### TASK INSTRUCTIONS
Across all the records, filter for lines with the word "Multipart" and copy them.

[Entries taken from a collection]
________________________________________

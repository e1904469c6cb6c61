use serde::{Deserialize, Serialize};
use utoipa::ToSchema;

#[derive(Debug, Serialize, Deserialize, ToSchema)]
pub struct ApiResponse<T> {
    pub success: bool,
    pub data: Option<T>,
    pub message: Option<String>,
    pub meta: Option<Meta>,
    pub errors: Option<Vec<String>>,
}

#[derive(Debug, Serialize, Deserialize, ToSchema)]
pub struct Meta {
    pub total: i64,
}

impl<T> ApiResponse<T> {
    pub fn success(data: Option<T>, message: Option<String>, meta: Option<Meta>) -> Self {
        Self {
            success: true,
            data,
            message,
            meta,
            errors: None,
        }
    }

    /// Success envelope for list endpoints, with `meta.total` set to the item count
    pub fn list(items: Vec<T>) -> ApiResponse<Vec<T>> {
        let total = items.len() as i64;
        ApiResponse::success(Some(items), None, Some(Meta { total }))
    }

    pub fn error(message: Option<String>, errors: Option<Vec<String>>) -> ApiResponse<()> {
        ApiResponse {
            success: false,
            data: None,
            message,
            meta: None,
            errors,
        }
    }
}
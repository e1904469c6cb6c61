use chrono::{DateTime, Utc};
use sqlx::FromRow;

use crate::features::auth::model::Role;

/// Database model for a registered user
#[derive(Debug, Clone, FromRow)]
pub struct User {
    pub id: i64,
    pub full_name: String,
    pub email: String,
    pub password_hash: String,
    pub role: Role,
    pub photo: Option<String>,
    pub created_at: DateTime<Utc>,
    pub updated_at: DateTime<Utc>,
}
use serde::{Deserialize, Serialize};
use utoipa::ToSchema;
use validator::Validate;

use crate::features::auth::model::Role;
use crate::features::users::models::User;
use crate::shared::validators::not_blank;

/// Public view of a user account
#[derive(Debug, Clone, Serialize, Deserialize, ToSchema)]
#[serde(rename_all = "camelCase")]
pub struct UserResponseDto {
    pub id: i64,
    pub full_name: String,
    pub email: String,
    pub role: Role,
}

impl From<User> for UserResponseDto {
    fn from(user: User) -> Self {
        Self {
            id: user.id,
            full_name: user.full_name,
            email: user.email,
            role: user.role,
        }
    }
}

/// Request DTO for renaming a profile
#[derive(Debug, Serialize, Deserialize, Validate, ToSchema)]
#[serde(rename_all = "camelCase")]
pub struct UpdateProfileDto {
    #[serde(default, alias = "nombreCompleto")]
    #[validate(custom(function = "not_blank"))]
    pub full_name: String,
}

#[derive(Debug, Serialize, Deserialize, ToSchema)]
#[serde(rename_all = "camelCase")]
pub struct UpdatedProfileDto {
    pub full_name: String,
}

/// Multipart form for `PUT /api/usuario/{id}/foto`
///
/// Documentation only; the handler reads the parts from axum's Multipart extractor.
#[derive(Debug, ToSchema)]
#[schema(rename_all = "camelCase")]
#[allow(dead_code)]
pub struct UploadPhotoForm {
    /// Image file (jpeg, png or webp)
    #[schema(format = Binary, content_media_type = "application/octet-stream")]
    pub foto: String,
    /// Optional new full name
    pub full_name: Option<String>,
}

#[derive(Debug, Serialize, Deserialize, ToSchema)]
#[serde(rename_all = "camelCase")]
pub struct UpdatedPhotoDto {
    /// Full name, present when the form also renamed the profile
    pub full_name: Option<String>,
    pub photo: String,
}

________________________________________

### EXERCISE RESPONSE
/// Multipart form for `PUT /api/usuario/{id}/foto`
/// Documentation only; the handler reads the parts from axum's Multipart extractor.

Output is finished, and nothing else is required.